Authority of Mayor in Relation to the Industrial Development Board

Summary: 
MTAS was asked whether the Mayor has any authority conferred upon him by the City Code in relation to the Industrial Development Board.


Recently you called me with several questions concerning the Industrial Development Board in your City. One of your concerns was whether the Mayor had any authority conferred upon him by the City Code in relation to the Board. In short the answer is no. Section 1-201 of the Code of the City empowers the Mayor to generally supervise all business of the City. The Industrial Development Board of the City is a independent entity governed pursuant to T.C.A. 7-53-101 et seq. This Act, commonly known as the Industrial Development Act, is extremely detailed and allows for the incorporation of an Industrial Development Corporation upon approval of a resolution by the governing body of the municipality involved and application to the Secretary of State for such incorporation under §7-53-201. Upon incorporation §7-53-301 mandates the creation of a board of directors of not less than seven members to run the corporation. This section also decrees that none of the directors shall be officers or employees of the municipality and that they shall be elected by the governing body of the municipality to staggered terms.

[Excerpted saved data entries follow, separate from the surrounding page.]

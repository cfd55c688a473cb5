//! Core domain types shared by every racer crate: the reservation snapshot,
//! tickets, firing replies, credentials and the endpoint seam.

pub mod catalog;
pub mod credentials;
pub mod endpoint;
pub mod error;
pub mod types;

pub use catalog::Catalog;
pub use credentials::{CSRF_COOKIE, Credentials, extract_csrf};
pub use endpoint::{FireRequest, NetworkPath, ReserveEndpoint};
pub use error::AppError;
pub use types::{
    FireResponse, NextSlot, ReservableSlot, ReserveList, SnapshotData, SnapshotResponse, Ticket,
    UNSET_CODE, VIP_MARKER, Window, WindowSource,
};
//! Plan racing tasks from the snapshot and run them to completion.

use std::sync::Arc;

use racer_clock::{Clock, ClockOffset};
use racer_core::{AppError, Catalog, FireRequest, ReserveEndpoint};
use racer_lock::CallGate;
use tokio::task::JoinSet;
use tracing::{error, info};

use crate::eligibility::{Ineligibility, check_eligibility};
use crate::racing::{RaceTarget, RacingSettings, RacingTask, TaskReport, TaskState};

#[derive(Debug, Clone, PartialEq, Eq)]
pub enum SkipReason {
    /// Slot or ticket absent from the snapshot.
    NotInSnapshot(AppError),
    Ineligible(Ineligibility),
}

impl std::fmt::Display for SkipReason {
    fn fmt(&self, f: &mut std::fmt::Formatter<'_>) -> std::fmt::Result {
        match self {
            Self::NotInSnapshot(e) => write!(f, "{e}"),
            Self::Ineligible(reason) => write!(f, "{reason}"),
        }
    }
}

#[derive(Debug, Clone, PartialEq, Eq)]
pub enum PlannedTask {
    Ready(RaceTarget),
    Skipped {
        request: FireRequest,
        reason: SkipReason,
    },
}

/// Resolve each job against the snapshot, one entry per job in input order.
///
/// A pair missing from the snapshot or failing eligibility is skipped with
/// an error log; the rest of the plan is unaffected.
pub fn plan(catalog: &Catalog, jobs: &[FireRequest]) -> Vec<PlannedTask> {
    jobs.iter()
        .map(|job| {
            let resolved = catalog
                .pair(job.slot_id, &job.ticket_id)
                .map_err(SkipReason::NotInSnapshot)
                .and_then(|(slot, ticket)| {
                    check_eligibility(slot, ticket)
                        .map(|()| RaceTarget::new(slot, ticket))
                        .map_err(SkipReason::Ineligible)
                });
            match resolved {
                Ok(target) => PlannedTask::Ready(target),
                Err(reason) => {
                    error!(
                        slot = job.slot_id,
                        ticket = %job.ticket_id,
                        reason = %reason,
                        "job skipped"
                    );
                    PlannedTask::Skipped {
                        request: job.clone(),
                        reason,
                    }
                }
            }
        })
        .collect()
}

/// Spawns one racing task per target and waits for all of them.
pub struct Launcher<E: ?Sized> {
    endpoint: Arc<E>,
    gate: CallGate,
    clock: Arc<dyn Clock>,
    settings: RacingSettings,
}

impl<E> Launcher<E>
where
    E: ReserveEndpoint + ?Sized + 'static,
{
    pub fn new(
        endpoint: Arc<E>,
        gate: CallGate,
        clock: Arc<dyn Clock>,
        settings: RacingSettings,
    ) -> Self {
        Self {
            endpoint,
            gate,
            clock,
            settings,
        }
    }

    pub fn gate(&self) -> &CallGate {
        &self.gate
    }

    /// Run every target concurrently. All tasks share the call gate and read
    /// the same `offset`. Reports come back ordered by slot then ticket.
    pub async fn launch_all(
        &self,
        targets: Vec<RaceTarget>,
        offset: ClockOffset,
    ) -> Vec<TaskReport> {
        let mut set = JoinSet::new();
        for target in targets {
            let task = RacingTask::new(
                target,
                Arc::clone(&self.endpoint),
                self.gate.clone(),
                Arc::clone(&self.clock),
                offset,
                self.settings,
            );
            set.spawn(task.run());
        }
        info!(tasks = set.len(), offset = %offset, "racing tasks launched");

        let mut reports = Vec::with_capacity(set.len());
        while let Some(joined) = set.join_next().await {
            match joined {
                Ok(report) => reports.push(report),
                Err(e) => error!(error = %e, "racing task did not complete"),
            }
        }
        reports.sort_by(|a, b| {
            a.target
                .request
                .slot_id
                .cmp(&b.target.request.slot_id)
                .then_with(|| a.target.request.ticket_id.cmp(&b.target.request.ticket_id))
        });
        reports
    }
}

/// Counts for the end-of-run log line.
#[derive(Debug, Clone, Copy, Default, PartialEq, Eq)]
pub struct RunSummary {
    pub skipped: usize,
    pub succeeded: usize,
    pub terminated: usize,
    /// Tasks that never reported (panicked or cancelled).
    pub lost: usize,
    pub gated_calls: u64,
}

impl RunSummary {
    pub fn new(plan: &[PlannedTask], reports: &[TaskReport], gated_calls: u64) -> Self {
        let launched = plan
            .iter()
            .filter(|task| matches!(task, PlannedTask::Ready(_)))
            .count();
        let count = |state: TaskState| reports.iter().filter(|r| r.state == state).count();
        Self {
            skipped: plan.len() - launched,
            succeeded: count(TaskState::Succeeded),
            terminated: count(TaskState::Terminated),
            lost: launched.saturating_sub(reports.len()),
            gated_calls,
        }
    }
}

impl std::fmt::Display for RunSummary {
    fn fmt(&self, f: &mut std::fmt::Formatter<'_>) -> std::fmt::Result {
        write!(
            f,
            "{} succeeded, {} terminated, {} skipped, {} lost, {} calls",
            self.succeeded, self.terminated, self.skipped, self.lost, self.gated_calls
        )
    }
}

At no place within the Act is any manner of direct municipal control or supervision contemplated. Dissolution of the Board is allowed under Section 7-53-103 but only upon resolution of the Board itself, not any other entity. Indeed the language of this Act is very similar to the Municipal Electric Plant Act of 1935 and I suspect that it was the model for the Industrial Development Act. That Act also allowed for the setting up of a similar independent board to run local utilities. It is fairly clear from a reading of the plain language of these statutes that the Legislature intended these boards to operate in an independent capacity free from municipal oversight. In the face of such clear legislative intent it would be wrong to infer that the City Code thus empowered the Mayor to exercise any supervision over the Industrial Board. As stated in the old but still valid case of City of Memphis v. Memphis Water Co., 52 Tenn. 495 (Tenn. 1871); "[T]he modification, repeal or revocation of the powers of a municipal corporation may be directed either expressly or by necessary implication of subsequent legislation." In this situation the Act clearly implies the legislative intent to divorce the industrial boards from municipal oversight and control.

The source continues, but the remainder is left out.